TASK OBJECTIVE: Please set down exactly the lines of the listing below from the line containing "fn accelerations(&self, positions: &[Vec3], out: &mut [Vec3]);" through the line containing "Pairwise gravity with", both lines included, leaving out all other lines.
───── INPUT DATA ─────
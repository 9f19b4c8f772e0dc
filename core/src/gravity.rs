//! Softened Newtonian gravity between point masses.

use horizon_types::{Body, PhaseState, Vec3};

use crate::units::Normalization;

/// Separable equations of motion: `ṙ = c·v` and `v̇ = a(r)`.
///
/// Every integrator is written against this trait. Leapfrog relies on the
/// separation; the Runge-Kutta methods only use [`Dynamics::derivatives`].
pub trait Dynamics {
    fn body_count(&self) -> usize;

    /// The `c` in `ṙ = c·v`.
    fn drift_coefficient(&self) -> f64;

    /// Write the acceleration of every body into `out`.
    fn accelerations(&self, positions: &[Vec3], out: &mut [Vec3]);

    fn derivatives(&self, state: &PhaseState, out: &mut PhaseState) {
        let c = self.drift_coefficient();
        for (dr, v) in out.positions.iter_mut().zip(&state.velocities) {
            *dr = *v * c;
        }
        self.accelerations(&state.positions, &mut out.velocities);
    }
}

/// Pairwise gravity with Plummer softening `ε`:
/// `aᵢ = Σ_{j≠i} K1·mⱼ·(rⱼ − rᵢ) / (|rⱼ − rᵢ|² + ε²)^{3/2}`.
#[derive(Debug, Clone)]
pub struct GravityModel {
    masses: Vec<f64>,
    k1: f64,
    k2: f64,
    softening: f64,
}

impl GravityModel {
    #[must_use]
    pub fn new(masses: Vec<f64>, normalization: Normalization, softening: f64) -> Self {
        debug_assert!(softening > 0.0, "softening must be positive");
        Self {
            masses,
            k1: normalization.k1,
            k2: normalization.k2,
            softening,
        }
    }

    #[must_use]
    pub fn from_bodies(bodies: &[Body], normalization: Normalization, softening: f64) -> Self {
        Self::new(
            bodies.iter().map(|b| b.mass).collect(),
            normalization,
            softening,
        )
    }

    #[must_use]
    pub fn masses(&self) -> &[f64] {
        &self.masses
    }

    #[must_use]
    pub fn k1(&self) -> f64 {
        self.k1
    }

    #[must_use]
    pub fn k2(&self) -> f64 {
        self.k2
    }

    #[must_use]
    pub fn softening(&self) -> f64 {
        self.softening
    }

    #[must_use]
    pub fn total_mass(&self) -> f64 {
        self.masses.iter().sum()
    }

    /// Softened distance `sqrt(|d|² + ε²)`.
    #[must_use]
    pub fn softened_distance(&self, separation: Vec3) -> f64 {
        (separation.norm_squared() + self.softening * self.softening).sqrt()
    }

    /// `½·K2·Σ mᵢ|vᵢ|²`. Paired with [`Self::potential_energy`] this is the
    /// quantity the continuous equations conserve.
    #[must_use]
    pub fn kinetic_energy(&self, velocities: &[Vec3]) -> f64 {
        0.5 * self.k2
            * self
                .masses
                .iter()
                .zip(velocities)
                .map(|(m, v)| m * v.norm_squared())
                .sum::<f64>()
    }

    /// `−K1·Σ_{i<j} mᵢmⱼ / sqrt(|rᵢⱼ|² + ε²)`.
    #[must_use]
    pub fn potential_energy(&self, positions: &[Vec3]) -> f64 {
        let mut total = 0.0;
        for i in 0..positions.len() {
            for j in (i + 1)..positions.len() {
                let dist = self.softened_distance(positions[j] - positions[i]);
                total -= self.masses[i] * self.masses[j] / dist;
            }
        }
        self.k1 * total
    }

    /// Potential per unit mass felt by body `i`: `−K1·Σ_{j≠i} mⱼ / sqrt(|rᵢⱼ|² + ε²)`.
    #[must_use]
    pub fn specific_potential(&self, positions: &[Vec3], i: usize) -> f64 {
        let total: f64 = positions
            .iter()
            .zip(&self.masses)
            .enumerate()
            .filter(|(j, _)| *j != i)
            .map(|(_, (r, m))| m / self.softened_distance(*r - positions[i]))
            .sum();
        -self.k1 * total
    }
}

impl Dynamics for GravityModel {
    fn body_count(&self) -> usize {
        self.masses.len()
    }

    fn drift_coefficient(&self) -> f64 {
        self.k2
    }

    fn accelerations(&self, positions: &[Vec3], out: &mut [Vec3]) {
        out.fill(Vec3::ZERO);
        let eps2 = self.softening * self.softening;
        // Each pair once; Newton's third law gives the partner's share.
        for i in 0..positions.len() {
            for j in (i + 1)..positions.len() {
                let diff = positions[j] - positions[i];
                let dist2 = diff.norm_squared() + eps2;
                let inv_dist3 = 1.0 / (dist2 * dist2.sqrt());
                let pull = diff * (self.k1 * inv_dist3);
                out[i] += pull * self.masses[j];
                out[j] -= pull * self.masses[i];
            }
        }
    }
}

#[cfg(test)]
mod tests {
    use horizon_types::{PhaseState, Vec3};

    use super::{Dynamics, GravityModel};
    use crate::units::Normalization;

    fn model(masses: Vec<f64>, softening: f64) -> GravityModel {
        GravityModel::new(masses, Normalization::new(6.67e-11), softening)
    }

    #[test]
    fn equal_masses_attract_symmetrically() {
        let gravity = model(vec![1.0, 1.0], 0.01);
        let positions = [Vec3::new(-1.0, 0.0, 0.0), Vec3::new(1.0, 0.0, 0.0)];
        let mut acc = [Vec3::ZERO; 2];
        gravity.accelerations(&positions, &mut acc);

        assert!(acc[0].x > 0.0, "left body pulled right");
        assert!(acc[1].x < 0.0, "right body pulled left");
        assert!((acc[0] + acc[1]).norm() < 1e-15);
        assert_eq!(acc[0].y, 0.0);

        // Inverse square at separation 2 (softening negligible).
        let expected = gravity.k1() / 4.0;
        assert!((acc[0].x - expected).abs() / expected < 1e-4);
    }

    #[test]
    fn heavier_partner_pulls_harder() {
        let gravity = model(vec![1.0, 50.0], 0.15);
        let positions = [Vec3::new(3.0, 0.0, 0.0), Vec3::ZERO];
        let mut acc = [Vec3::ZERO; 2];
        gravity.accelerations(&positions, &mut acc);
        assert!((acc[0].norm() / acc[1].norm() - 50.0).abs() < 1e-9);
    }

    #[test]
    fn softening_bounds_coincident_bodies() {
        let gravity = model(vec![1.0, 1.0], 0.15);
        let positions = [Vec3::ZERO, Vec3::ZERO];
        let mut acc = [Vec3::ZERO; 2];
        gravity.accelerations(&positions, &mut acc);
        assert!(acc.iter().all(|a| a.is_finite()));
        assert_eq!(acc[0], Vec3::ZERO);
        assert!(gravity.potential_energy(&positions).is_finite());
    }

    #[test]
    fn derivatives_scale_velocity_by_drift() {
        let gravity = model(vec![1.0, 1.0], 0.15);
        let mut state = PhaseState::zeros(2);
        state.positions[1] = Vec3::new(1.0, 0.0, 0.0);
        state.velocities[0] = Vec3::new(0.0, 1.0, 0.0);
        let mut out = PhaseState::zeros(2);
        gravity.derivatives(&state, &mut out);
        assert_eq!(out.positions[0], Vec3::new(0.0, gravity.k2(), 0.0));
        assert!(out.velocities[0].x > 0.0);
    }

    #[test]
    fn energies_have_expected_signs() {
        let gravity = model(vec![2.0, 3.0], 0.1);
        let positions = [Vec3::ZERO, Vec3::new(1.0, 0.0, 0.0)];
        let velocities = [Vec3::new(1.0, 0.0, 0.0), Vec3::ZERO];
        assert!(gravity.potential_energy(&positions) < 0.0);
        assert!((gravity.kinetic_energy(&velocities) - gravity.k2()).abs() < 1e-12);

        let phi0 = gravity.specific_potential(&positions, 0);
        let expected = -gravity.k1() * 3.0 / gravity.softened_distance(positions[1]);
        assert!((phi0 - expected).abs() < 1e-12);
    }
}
─────
ANSWER TO THIS PROBLEM:
    fn accelerations(&self, positions: &[Vec3], out: &mut [Vec3]);

    fn derivatives(&self, state: &PhaseState, out: &mut PhaseState) {
        let c = self.drift_coefficient();
        for (dr, v) in out.positions.iter_mut().zip(&state.velocities) {
            *dr = *v * c;
        }
        self.accelerations(&state.positions, &mut out.velocities);
    }
}

/// Pairwise gravity with Plummer softening `ε`:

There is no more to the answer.